One effort asks Congress to protect Title II funds, which are slated to be eliminated in President Trump’s proposed budget as part of a reduction in federal education spending by $9 billion, or 13 percent.

While the majority of Title II funds go to teacher professional development and class size reduction, districts and states can also use the money for principals and school leaders. And, under the new federal education law, the Every Student Succeeds Act, states were given an opportunityto set aside portions of their Title II, Part A funds—about $2.3 billion—for principal and school leadership programs, including for mentoring and induction programs, reviewing certification and preparation programs, and revising principal evaluation systems.

Politics K-12’s Alyson Klein has an in-depth look at the proposed Title II cuts in President Trump’s budget and how districts are likely to be affected if the funds are eliminated.

Advocates are also concerned about the fate of the School Leader Recruitment and Support Program (SLRSP), a federal competitive grant program that funds evidence-based local initiatives to recruit and retain principals and school leaders for high-need schools.

The petition asks Congress to fund the SLRSP at $30 million—the amount that the Obama administration sought last year in its proposed budget.

The signatories on the SLRSP petition include the National Association of Elementary School Principals, Teach Plus, Teach For America, the University Council for Educational Administration, National Council on Teacher Quality, and the AppleTree Institute for Education Innovation.

School leadership, the petition says, has been historically overlooked and underfunded, and doing so has been a disservice to teachers, students, and communities.
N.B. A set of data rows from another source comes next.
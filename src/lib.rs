//! # course-rag
//!
//! A retrieval-augmented question-answering service over course materials.
//!
//! Course documents (plain text, Markdown, PDF, DOCX) are parsed into
//! courses, lessons, and overlapping text chunks, embedded, and stored in
//! SQLite. Questions go to Claude with two tools, a content search and a
//! course outline lookup, which the model calls as it sees fit before
//! answering. Conversations are kept per session.
//!
//! ## Architecture
//!
//! ```text
//! ┌─────────────┐   ┌──────────────┐   ┌──────────────┐
//! │  Documents  │──▶│  Processor   │──▶│ VectorStore  │
//! │ txt/md/pdf  │   │ parse+chunk  │   │ embed+SQLite │
//! └─────────────┘   └──────────────┘   └──────┬───────┘
//!                                             │ tools
//!                   ┌──────────────┐   ┌──────┴───────┐
//!                   │   Sessions   │──▶│ AiGenerator  │
//!                   └──────────────┘   │ Messages API │
//!                                      └──────┬───────┘
//!                          ┌──────────────────┤
//!                          ▼                  ▼
//!                     ┌──────────┐      ┌──────────┐
//!                     │   CLI    │      │   HTTP   │
//!                     └──────────┘      └──────────┘
//! ```
//!
//! ## Modules
//!
//! | Module | Purpose |
//! |--------|---------|
//! | [`config`] | TOML configuration parsing |
//! | [`models`] | Courses, lessons, chunks, sources |
//! | [`extract`] | Text extraction from PDF and DOCX |
//! | [`document`] | Course document parsing and chunking |
//! | [`embedding`] | Embedding provider abstraction |
//! | [`db`] | Database connection |
//! | [`migrate`] | Schema creation |
//! | [`store`] | Storage trait with SQLite and in-memory backends |
//! | [`vector_store`] | Embedding-aware search facade |
//! | [`tools`] | Tools exposed to the model |
//! | [`generator`] | Messages API client and tool-calling loop |
//! | [`session`] | Conversation history |
//! | [`ingest`] | Folder ingestion |
//! | [`rag`] | Orchestrator |
//! | [`search`] | CLI search and course listing |
//! | [`server`] | HTTP API |

pub mod config;
pub mod db;
pub mod document;
pub mod embedding;
pub mod extract;
pub mod generator;
pub mod ingest;
pub mod migrate;
pub mod models;
pub mod rag;
pub mod search;
pub mod server;
pub mod session;
pub mod store;
pub mod tools;
pub mod vector_store;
”... We all know that leadership matters,” the petition read in part. “More than a decade of research shows that well-prepared, well-supported principals have a huge influence on teacher practice and student success. School leaders account for 25 percent of a school’s impact on student learning, and an above-average principal can improve student achievement by 20 percentage points. Moreover, like workers in any other profession, the best teachers want to work for the best bosses. Outstanding school leaders attract and retain great educators: fully 97 percent of teachers list principal quality as critical to their retention and career decisions—more than any other factor. And school leaders transform the lowest-performing schools, where the positive effects of strong leadership on student achievement are most pronounced. In fact, a landmark study found “virtually no documented instances of troubled schools being turned around without intervention by a powerful leader.”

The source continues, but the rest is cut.